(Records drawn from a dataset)
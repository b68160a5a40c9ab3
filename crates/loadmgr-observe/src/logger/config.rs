use std::io::IsTerminal;

use crate::logger::{error::LoggerError, format::LoggerFormat};

/// Environment variable holding the `EnvFilter` directive.
pub const ENV_LEVEL: &str = "LOADMGR_LOG";
/// Environment variable holding the output format (`text|json|journald`).
pub const ENV_FORMAT: &str = "LOADMGR_LOG_FORMAT";
/// Environment variable enabling per-run span timings (`1`, `true`, `yes` or `on`).
pub const ENV_RUN_TIMINGS: &str = "LOADMGR_LOG_RUN_TIMINGS";

#[derive(Debug, Clone)]
pub struct LoggerConfig {
    pub format: LoggerFormat,
    pub level: String,
    pub with_targets: bool,
    pub use_color: bool,
    /// Log a line with busy/idle time when each executor run ends.
    pub run_timings: bool,
}

impl Default for LoggerConfig {
    fn default() -> Self {
        let use_color = cfg!(test) || std::io::stdout().is_terminal();
        Self {
            format: LoggerFormat::Text,
            level: "info".to_string(),
            with_targets: true,
            use_color,
            run_timings: false,
        }
    }
}

impl LoggerConfig {
    /// Defaults overridden by [`ENV_LEVEL`] and [`ENV_FORMAT`].
    pub fn from_env() -> Result<Self, LoggerError> {
        Self::from_lookup(|key| std::env::var(key).ok())
    }

    /// Defaults overridden by whatever `lookup` returns for [`ENV_LEVEL`] and [`ENV_FORMAT`].
    pub fn from_lookup<F>(lookup: F) -> Result<Self, LoggerError>
    where
        F: Fn(&str) -> Option<String>,
    {
        let mut cfg = Self::default();
        if let Some(level) = lookup(ENV_LEVEL).filter(|v| !v.trim().is_empty()) {
            cfg.level = level;
        }
        if let Some(format) = lookup(ENV_FORMAT).filter(|v| !v.trim().is_empty()) {
            cfg.format = format.parse()?;
        }
        if let Some(flag) = lookup(ENV_RUN_TIMINGS) {
            cfg.run_timings = matches!(
                flag.trim().to_ascii_lowercase().as_str(),
                "1" | "true" | "yes" | "on"
            );
        }
        Ok(cfg)
    }

    pub fn with_format(mut self, format: LoggerFormat) -> Self {
        self.format = format;
        self
    }

    pub fn with_level(mut self, level: impl Into<String>) -> Self {
        self.level = level.into();
        self
    }

    pub fn with_targets(mut self, enabled: bool) -> Self {
        self.with_targets = enabled;
        self
    }

    pub fn with_color(mut self, enabled: bool) -> Self {
        self.use_color = enabled;
        self
    }

    pub fn with_run_timings(mut self, enabled: bool) -> Self {
        self.run_timings = enabled;
        self
    }
}

#[cfg(test)]
mod tests {
    use super::*;

    #[test]
    fn lookup_overrides_defaults() {
        let cfg = LoggerConfig::from_lookup(|key| match key {
            ENV_LEVEL => Some("loadmgr_core=debug,warn".to_string()),
            ENV_FORMAT => Some("JSON".to_string()),
            ENV_RUN_TIMINGS => Some("On".to_string()),
            _ => None,
        })
        .unwrap();

        assert_eq!(cfg.level, "loadmgr_core=debug,warn");
        assert_eq!(cfg.format, LoggerFormat::Json);
        assert!(cfg.with_targets);
        assert!(cfg.run_timings);
    }

    #[test]
    fn empty_values_keep_defaults() {
        let cfg = LoggerConfig::from_lookup(|_| Some("  ".to_string())).unwrap();
        assert_eq!(cfg.level, "info");
        assert_eq!(cfg.format, LoggerFormat::Text);
    }

    #[test]
    fn bad_format_is_rejected() {
        let err = LoggerConfig::from_lookup(|key| (key == ENV_FORMAT).then(|| "xml".to_string()))
            .unwrap_err();
        assert!(matches!(err, LoggerError::InvalidFormat(f) if f == "xml"));
    }

    #[test]
    fn builders_apply() {
        let cfg = LoggerConfig::default()
            .with_level("trace")
            .with_targets(false)
            .with_color(false);
        assert_eq!(cfg.level, "trace");
        assert!(!cfg.with_targets);
        assert!(!cfg.use_color);
    }
}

→ ASSIGNMENT: All of the data above should be set down word for word.

→ RESULT FOR THIS EXERCISE:
repository b68160a5a40c9ab3
filename crates/loadmgr-observe/src/logger/config.rs
use std::io::IsTerminal;

use crate::logger::{error::LoggerError, format::LoggerFormat};

/// Environment variable holding the `EnvFilter` directive.
pub const ENV_LEVEL: &str = "LOADMGR_LOG";
/// Environment variable holding the output format (`text|json|journald`).
pub const ENV_FORMAT: &str = "LOADMGR_LOG_FORMAT";
/// Environment variable enabling per-run span timings (`1`, `true`, `yes` or `on`).
pub const ENV_RUN_TIMINGS: &str = "LOADMGR_LOG_RUN_TIMINGS";

#[derive(Debug, Clone)]
pub struct LoggerConfig {
    pub format: LoggerFormat,
    pub level: String,
    pub with_targets: bool,
    pub use_color: bool,
    /// Log a line with busy/idle time when each executor run ends.
    pub run_timings: bool,
}

impl Default for LoggerConfig {
    fn default() -> Self {
        let use_color = cfg!(test) || std::io::stdout().is_terminal();
        Self {
            format: LoggerFormat::Text,
            level: "info".to_string(),
            with_targets: true,
            use_color,
            run_timings: false,
        }
    }
}

impl LoggerConfig {
    /// Defaults overridden by [`ENV_LEVEL`] and [`ENV_FORMAT`].
    pub fn from_env() -> Result<Self, LoggerError> {
        Self::from_lookup(|key| std::env::var(key).ok())
    }

    /// Defaults overridden by whatever `lookup` returns for [`ENV_LEVEL`] and [`ENV_FORMAT`].
    pub fn from_lookup<F>(lookup: F) -> Result<Self, LoggerError>
    where
        F: Fn(&str) -> Option<String>,
    {
        let mut cfg = Self::default();
        if let Some(level) = lookup(ENV_LEVEL).filter(|v| !v.trim().is_empty()) {
            cfg.level = level;
        }
        if let Some(format) = lookup(ENV_FORMAT).filter(|v| !v.trim().is_empty()) {
            cfg.format = format.parse()?;
        }
        if let Some(flag) = lookup(ENV_RUN_TIMINGS) {
            cfg.run_timings = matches!(
                flag.trim().to_ascii_lowercase().as_str(),
                "1" | "true" | "yes" | "on"
            );
        }
        Ok(cfg)
    }

    pub fn with_format(mut self, format: LoggerFormat) -> Self {
        self.format = format;
        self
    }

    pub fn with_level(mut self, level: impl Into<String>) -> Self {
        self.level = level.into();
        self
    }

    pub fn with_targets(mut self, enabled: bool) -> Self {
        self.with_targets = enabled;
        self
    }

    pub fn with_color(mut self, enabled: bool) -> Self {
        self.use_color = enabled;
        self
    }

    pub fn with_run_timings(mut self, enabled: bool) -> Self {
        self.run_timings = enabled;
        self
    }
}

#[cfg(test)]
mod tests {
    use super::*;

    #[test]
    fn lookup_overrides_defaults() {
        let cfg = LoggerConfig::from_lookup(|key| match key {
            ENV_LEVEL => Some("loadmgr_core=debug,warn".to_string()),
            ENV_FORMAT => Some("JSON".to_string()),
            ENV_RUN_TIMINGS => Some("On".to_string()),
            _ => None,
        })
        .unwrap();

        assert_eq!(cfg.level, "loadmgr_core=debug,warn");
        assert_eq!(cfg.format, LoggerFormat::Json);
        assert!(cfg.with_targets);
        assert!(cfg.run_timings);
    }

    #[test]
    fn empty_values_keep_defaults() {
        let cfg = LoggerConfig::from_lookup(|_| Some("  ".to_string())).unwrap();
        assert_eq!(cfg.level, "info");
        assert_eq!(cfg.format, LoggerFormat::Text);
    }

    #[test]
    fn bad_format_is_rejected() {
        let err = LoggerConfig::from_lookup(|key| (key == ENV_FORMAT).then(|| "xml".to_string()))
            .unwrap_err();
        assert!(matches!(err, LoggerError::InvalidFormat(f) if f == "xml"));
    }

    #[test]
    fn builders_apply() {
        let cfg = LoggerConfig::default()
            .with_level("trace")
            .with_targets(false)
            .with_color(false);
        assert_eq!(cfg.level, "trace");
        assert!(!cfg.with_targets);
        assert!(!cfg.use_color);
    }
}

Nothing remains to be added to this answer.